EXTRACTED RECORDS section start

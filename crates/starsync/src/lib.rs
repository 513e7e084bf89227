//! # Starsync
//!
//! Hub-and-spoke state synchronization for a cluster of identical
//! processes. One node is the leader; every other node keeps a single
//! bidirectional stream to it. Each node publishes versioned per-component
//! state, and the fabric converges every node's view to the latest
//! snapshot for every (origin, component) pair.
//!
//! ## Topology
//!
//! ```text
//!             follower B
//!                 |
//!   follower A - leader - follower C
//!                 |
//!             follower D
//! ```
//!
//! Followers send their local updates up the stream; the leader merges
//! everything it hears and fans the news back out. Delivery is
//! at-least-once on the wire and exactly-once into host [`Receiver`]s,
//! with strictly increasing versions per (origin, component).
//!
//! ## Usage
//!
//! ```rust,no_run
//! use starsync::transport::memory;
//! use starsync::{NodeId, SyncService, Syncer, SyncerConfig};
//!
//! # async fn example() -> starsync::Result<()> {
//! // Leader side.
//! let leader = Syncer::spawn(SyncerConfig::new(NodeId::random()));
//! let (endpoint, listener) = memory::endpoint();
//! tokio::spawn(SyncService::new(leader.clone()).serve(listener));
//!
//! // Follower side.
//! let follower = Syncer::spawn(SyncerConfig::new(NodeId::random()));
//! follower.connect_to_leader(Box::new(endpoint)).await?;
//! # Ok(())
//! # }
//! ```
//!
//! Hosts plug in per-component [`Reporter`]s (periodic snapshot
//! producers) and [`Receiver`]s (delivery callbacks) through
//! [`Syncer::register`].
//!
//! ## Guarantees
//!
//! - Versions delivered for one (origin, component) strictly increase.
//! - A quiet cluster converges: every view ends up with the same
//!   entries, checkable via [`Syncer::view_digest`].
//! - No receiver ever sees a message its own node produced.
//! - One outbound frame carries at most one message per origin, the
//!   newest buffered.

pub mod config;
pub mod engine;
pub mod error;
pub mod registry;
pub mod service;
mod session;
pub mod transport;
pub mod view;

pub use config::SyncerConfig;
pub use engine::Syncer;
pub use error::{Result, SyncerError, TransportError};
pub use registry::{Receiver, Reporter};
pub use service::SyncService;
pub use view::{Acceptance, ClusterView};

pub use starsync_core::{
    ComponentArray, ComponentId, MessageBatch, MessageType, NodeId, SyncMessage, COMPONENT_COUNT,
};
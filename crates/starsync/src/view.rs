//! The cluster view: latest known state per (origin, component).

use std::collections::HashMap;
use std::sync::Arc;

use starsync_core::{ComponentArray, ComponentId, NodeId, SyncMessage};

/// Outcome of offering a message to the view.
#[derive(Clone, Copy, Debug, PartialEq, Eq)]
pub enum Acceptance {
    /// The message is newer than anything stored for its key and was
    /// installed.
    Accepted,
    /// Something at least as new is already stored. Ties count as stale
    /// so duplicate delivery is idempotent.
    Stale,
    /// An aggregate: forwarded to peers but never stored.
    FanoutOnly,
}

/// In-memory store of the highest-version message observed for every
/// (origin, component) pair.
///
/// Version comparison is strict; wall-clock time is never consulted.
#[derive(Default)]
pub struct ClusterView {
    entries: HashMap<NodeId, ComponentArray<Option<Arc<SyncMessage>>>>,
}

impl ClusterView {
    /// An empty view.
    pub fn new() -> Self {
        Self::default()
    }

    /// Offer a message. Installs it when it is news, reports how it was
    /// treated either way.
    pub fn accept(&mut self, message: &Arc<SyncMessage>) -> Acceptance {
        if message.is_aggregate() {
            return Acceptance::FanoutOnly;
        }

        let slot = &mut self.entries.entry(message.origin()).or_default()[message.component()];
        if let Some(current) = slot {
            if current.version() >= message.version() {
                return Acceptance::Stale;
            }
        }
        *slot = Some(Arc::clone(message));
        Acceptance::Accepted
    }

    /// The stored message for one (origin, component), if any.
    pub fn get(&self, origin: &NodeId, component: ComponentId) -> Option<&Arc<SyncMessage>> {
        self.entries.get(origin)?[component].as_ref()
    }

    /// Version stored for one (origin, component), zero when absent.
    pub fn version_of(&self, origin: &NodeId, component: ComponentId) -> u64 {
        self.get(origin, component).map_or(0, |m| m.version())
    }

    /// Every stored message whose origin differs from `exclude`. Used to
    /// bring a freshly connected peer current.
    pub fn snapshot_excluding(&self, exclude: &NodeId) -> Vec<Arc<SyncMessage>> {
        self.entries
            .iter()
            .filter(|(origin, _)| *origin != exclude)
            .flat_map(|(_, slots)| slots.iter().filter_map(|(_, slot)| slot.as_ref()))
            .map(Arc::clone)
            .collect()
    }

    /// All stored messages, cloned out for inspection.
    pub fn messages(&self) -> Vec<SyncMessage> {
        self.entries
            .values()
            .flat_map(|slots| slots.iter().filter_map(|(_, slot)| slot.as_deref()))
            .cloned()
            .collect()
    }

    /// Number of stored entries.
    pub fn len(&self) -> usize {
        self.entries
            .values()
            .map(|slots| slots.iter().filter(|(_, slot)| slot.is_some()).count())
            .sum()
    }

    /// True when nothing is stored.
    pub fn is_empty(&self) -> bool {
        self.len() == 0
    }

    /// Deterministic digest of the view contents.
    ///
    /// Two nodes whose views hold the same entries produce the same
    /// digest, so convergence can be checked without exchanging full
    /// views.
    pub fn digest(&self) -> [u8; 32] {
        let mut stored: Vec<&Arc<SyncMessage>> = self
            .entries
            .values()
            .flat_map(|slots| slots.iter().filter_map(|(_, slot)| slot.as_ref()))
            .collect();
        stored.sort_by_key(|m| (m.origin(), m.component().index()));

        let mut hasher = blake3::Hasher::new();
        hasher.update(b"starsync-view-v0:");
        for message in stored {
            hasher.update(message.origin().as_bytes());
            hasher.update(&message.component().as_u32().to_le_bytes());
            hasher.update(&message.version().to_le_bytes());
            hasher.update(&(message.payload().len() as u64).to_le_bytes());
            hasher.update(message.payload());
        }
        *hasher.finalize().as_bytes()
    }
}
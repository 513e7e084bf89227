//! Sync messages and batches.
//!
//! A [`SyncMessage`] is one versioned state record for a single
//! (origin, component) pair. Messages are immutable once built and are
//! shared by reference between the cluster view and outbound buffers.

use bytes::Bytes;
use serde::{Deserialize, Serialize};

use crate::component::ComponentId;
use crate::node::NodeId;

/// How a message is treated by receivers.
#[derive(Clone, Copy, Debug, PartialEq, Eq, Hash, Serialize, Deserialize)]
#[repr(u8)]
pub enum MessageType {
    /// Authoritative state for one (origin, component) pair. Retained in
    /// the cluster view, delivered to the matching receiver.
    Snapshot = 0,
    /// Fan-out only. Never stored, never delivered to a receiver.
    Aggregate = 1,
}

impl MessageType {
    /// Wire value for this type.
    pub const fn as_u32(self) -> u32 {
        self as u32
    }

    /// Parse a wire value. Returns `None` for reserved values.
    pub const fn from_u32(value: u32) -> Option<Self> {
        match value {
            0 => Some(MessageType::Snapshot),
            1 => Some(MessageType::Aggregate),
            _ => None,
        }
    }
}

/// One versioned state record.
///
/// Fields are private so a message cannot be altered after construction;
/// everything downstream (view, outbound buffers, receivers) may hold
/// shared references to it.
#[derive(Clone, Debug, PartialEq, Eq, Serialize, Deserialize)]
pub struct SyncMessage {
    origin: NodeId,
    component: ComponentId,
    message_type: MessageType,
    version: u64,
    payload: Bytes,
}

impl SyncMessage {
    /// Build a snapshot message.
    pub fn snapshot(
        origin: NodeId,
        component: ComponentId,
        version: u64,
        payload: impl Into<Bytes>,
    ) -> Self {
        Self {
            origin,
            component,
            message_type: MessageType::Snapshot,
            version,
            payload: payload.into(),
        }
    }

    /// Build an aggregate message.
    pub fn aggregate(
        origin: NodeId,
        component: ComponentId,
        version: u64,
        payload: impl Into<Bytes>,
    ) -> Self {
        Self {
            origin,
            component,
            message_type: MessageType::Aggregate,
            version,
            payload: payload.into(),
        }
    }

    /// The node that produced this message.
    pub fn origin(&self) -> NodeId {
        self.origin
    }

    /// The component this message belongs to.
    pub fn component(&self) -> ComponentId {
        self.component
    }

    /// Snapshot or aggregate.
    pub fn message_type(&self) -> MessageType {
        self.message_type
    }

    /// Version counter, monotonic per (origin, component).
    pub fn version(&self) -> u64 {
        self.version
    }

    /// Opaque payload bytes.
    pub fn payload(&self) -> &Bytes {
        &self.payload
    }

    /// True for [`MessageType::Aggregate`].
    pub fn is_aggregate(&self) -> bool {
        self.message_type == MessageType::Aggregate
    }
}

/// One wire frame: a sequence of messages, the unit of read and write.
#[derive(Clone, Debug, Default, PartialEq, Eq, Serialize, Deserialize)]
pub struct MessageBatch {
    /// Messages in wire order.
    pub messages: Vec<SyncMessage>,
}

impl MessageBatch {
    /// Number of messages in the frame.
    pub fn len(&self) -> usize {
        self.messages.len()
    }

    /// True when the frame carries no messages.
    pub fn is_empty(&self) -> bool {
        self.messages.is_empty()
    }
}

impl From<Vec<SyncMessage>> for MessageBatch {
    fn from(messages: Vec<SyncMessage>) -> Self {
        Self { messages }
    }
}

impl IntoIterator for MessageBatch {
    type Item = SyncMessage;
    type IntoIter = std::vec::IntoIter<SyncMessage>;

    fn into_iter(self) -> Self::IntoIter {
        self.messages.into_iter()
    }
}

EXTRACTED RECORDS section end

- _PROBLEM TO WORK ON_: Looking at the entries above, how many lines contain "least"? State the number and nothing more.

- _TASK SOLUTION_: 2